I put “moral” in quotation marks because I don’t want to simply identify this transformation by ethical virtues and practices (‘good works”) though it is a significant part of what I am attempting to describe. The danger is to reduce our transformation to “doing ethics” rather than “being Christ” and to claim the power of this transformation as rooted in our own moral efforts rather than in the empowerment of the Holy Spirit.
Becoming like Christ entails moral transformation through the fruit-bearing power of the Spirit in our lives. We struggle against the “flesh” (σαρξ). There is a conflict or war inside of us. Indwelling sin battles against the indwelling Spirit so that we are often conflicted and we sometimes do not do what we want. Personal sanctification is a progressive though imperfect struggle against the sinful nature. We are neither perfectionists nor moral defeatists in this struggle–it is a battle that can be won only on the ground of the work of Christ and by the enabling presence of the Spirit but it is a hard-won victory through cooperative grace. The presence of the struggle reveals the presence of Spirit-enabled life. Through moral transformation we are saved from the debilitating power of sin.
This moral transformation is not limited to our inwardness, but is relational and kingdom-directed. It is practicing the kingdom of God just as Jesus did. It is becoming Jesus inwardly and outwardly.

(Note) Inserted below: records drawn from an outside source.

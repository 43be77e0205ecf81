// Copyright 2025 the Understory Authors
// SPDX-License-Identifier: Apache-2.0 OR MIT

// After you edit the crate's doc comment, run this command, then check README.md for any missing links
// cargo rdme --workspace-project=understory_recycler --heading-base-level=0

//! Understory Recycler: pooled line containers for virtualized lists and grids.
//!
//! This crate provides the bookkeeping half of a virtualized scroll view. Instead
//! of creating one visual per record, a [`RecyclerView`] keeps a small pool of
//! [`LineContainer`]s, one per visible *line* (a row when scrolling vertically,
//! a column when scrolling horizontally). As the scroll offset changes, the
//! containers are repositioned and rebound to whichever lines are now visible,
//! so memory and per-frame work follow the viewport size rather than the number
//! of records.
//!
//! The core concepts are:
//!
//! - [`ScrollAxis`]: the single axis a recycler scrolls along. The other axis
//!   is the *cross* axis.
//! - [`GridLayout`]: element size, spacing between elements of a line, and
//!   spacing between lines, plus the pure formulas derived from them (elements
//!   per line, content extent, pool capacity, visible line bounds).
//! - [`RecyclerView`]: owns the records, the container pool, and the scroll
//!   state. Visible line `i` always lives in pool slot `i % pool_len`.
//! - [`LineContainer`] and [`ElementCell`]: the pooled slots. Cells wrap a host
//!   visual created by an [`ElementFactory`] and refreshed through
//!   [`ElementVisual::refresh`] whenever they are bound to a record.
//! - [`SmoothScroll`]: a damped, cancellable animation toward a normalized
//!   scroll position, used by [`RecyclerView::move_to_index`].
//!
//! This crate deliberately does **not** render, hit-test, or lay out elements
//! inside a line. Host frameworks are responsible for:
//!
//! - Creating and destroying visuals on request of the [`ElementFactory`].
//! - Reporting the viewport size, scroll offset, and drag begin/end.
//! - Calling [`RecyclerView::tick`] once per frame while
//!   [`RecyclerView::is_animating`] is `true`.
//! - Drawing each active container at its [`LineContainer::bounds`] and
//!   forwarding clicks through [`RecyclerView::click`].
//!
//! ## Minimal example
//!
//! ```rust
//! use kurbo::Size;
//! use understory_recycler::{
//!     ElementFactory, ElementVisual, GridLayout, RecyclerView, ScrollAxis,
//! };
//!
//! #[derive(Debug, Default)]
//! struct Label(String);
//!
//! impl ElementVisual<u32> for Label {
//!     fn refresh(&mut self, record: &u32) {
//!         self.0 = record.to_string();
//!     }
//! }
//!
//! struct Labels;
//!
//! impl ElementFactory<u32> for Labels {
//!     type Element = Label;
//!
//!     fn create_element(&mut self) -> Label {
//!         Label::default()
//!     }
//! }
//!
//! // 100 x 100 elements with 10 units between rows in a 300 x 500 viewport.
//! let layout = GridLayout::new(Size::new(100.0, 100.0), 0.0, 10.0);
//! let mut view = RecyclerView::new(ScrollAxis::Vertical, layout, Size::new(300.0, 500.0), Labels);
//! view.assign_data((0..100_000).collect());
//! view.refresh();
//!
//! assert_eq!(view.elements_per_line(), 3);
//! assert_eq!(view.pool_capacity(), 6);
//!
//! // Scroll down; visible rows are rebound onto the same six containers.
//! view.set_scroll_offset(1_000.0);
//! let rows = view.visible_lines().unwrap();
//! assert_eq!(rows, 9..14);
//! let container = view.container(rows.start % view.pool_capacity()).unwrap();
//! assert_eq!(container.cells()[0].visual().0, "27");
//! ```
//!
//! ## Animated scrolling
//!
//! [`RecyclerView::move_to_index`] centers the line holding a record. With
//! animation enabled, each [`RecyclerView::tick`] covers 5% of the remaining
//! distance until the normalized position is within `0.0005` of the target.
//! [`RecyclerView::begin_drag`] stops the animation immediately.
//!
//! ```rust
//! # use kurbo::Size;
//! # use understory_recycler::{ElementFactory, ElementVisual, GridLayout, RecyclerView, ScrollAxis};
//! # struct Blank;
//! # impl ElementVisual<u32> for Blank { fn refresh(&mut self, _: &u32) {} }
//! # struct Blanks;
//! # impl ElementFactory<u32> for Blanks {
//! #     type Element = Blank;
//! #     fn create_element(&mut self) -> Blank { Blank }
//! # }
//! let layout = GridLayout::new(Size::new(100.0, 100.0), 0.0, 10.0);
//! let mut view = RecyclerView::new(ScrollAxis::Horizontal, layout, Size::new(500.0, 300.0), Blanks);
//! view.assign_data((0..100).collect());
//! view.refresh();
//!
//! view.move_to_index(99, false);
//! let mut frames = 0;
//! while view.tick() {
//!     frames += 1;
//! }
//! assert!(frames <= 150);
//! assert_eq!(view.normalized_position(), 1.0);
//! ```
//!
//! ## Features
//!
//! - `std` (default): enables `std` support for `kurbo` and `tracing`.
//! - `libm`: enables `no_std` + `alloc` builds that rely on `libm` for `kurbo`'s
//!   floating-point math.
//!
//! This crate is `no_std` and uses `alloc`.

#![no_std]

extern crate alloc;

mod axis;
mod cell;
mod container;
mod layout;
mod recycler;
mod smooth_scroll;
mod util;

pub use axis::ScrollAxis;
pub use cell::{ClickHandler, ElementCell, ElementFactory, ElementVisual};
pub use container::LineContainer;
pub use layout::{GridLayout, MIN_ELEMENT_EXTENT, MIN_PITCH, line_count};
pub use recycler::RecyclerView;
pub use smooth_scroll::{
    AnimationToken, DEFAULT_DAMPING, DEFAULT_EPSILON, ScrollPhase, SmoothScroll,
};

But personal sanctification is not simply about moral transformation, struggle and victory, that is, defeating sin in our lives and being filled with the Spirit. It is also about being–living in communion and fellowship with God, participating in the mutual indwelling life of the Triune God. The Orthodox call personal sanctification theosis, that is, “defification.” It is an ancient characterization of life with God which goes back to at least Irenaeus in the late second century. It is reflected in 2 Peter 1:4 through the language of becoming partakers of the divine nature. We do not become ontologically divine (that is, we do not become infinite, omniscient, omnipotent, etc., so that we are God), but we experience the divine and become participants in the divine community.
Theosis includes moral transformation but it also includes ultimately participation in divine immortality (that is, glorification). Additionally, it includes a present experience of sharing the divine life and communion. It is about being–living, sharing, communing–with God. Theosis even claims that believers may seek and experience a union with God that is analogous to Jesus’ own transfiguration, that is, believers may enjoy momentary experiences of eschatological communion through inward transfiguration even now as foretastes of what is to come. In other words, we may know God in ways that are beyond knowing and experience the depth of God’s love in ways that go beyond mere cognition (Ephesians 3:14-19).
God is certainly present with us in the now, but our awareness of that presence and communion is limited by our own brokenness and busyness. Spiritual practices, such as solitude, still our minds and hearts in ways that open up the fuller reality of God’s presence with us and enable us to experience the joy of our future blessedness even now. Theosis envisons not only our moral transformation into the likeness of Christ but opens our eyes to see that God draws us into the experience of divine union through the Holy Spirit who cries “Abba” in our hearts.
Our personal present salvation, then, is not only about moral effort (cooperative grace) but also about existential participation in the divine community. Our present salvation is about participation–participation in mission of the kingdom of God and participation in the Triune communion.
Though this participation we become Christ(ians) in the world.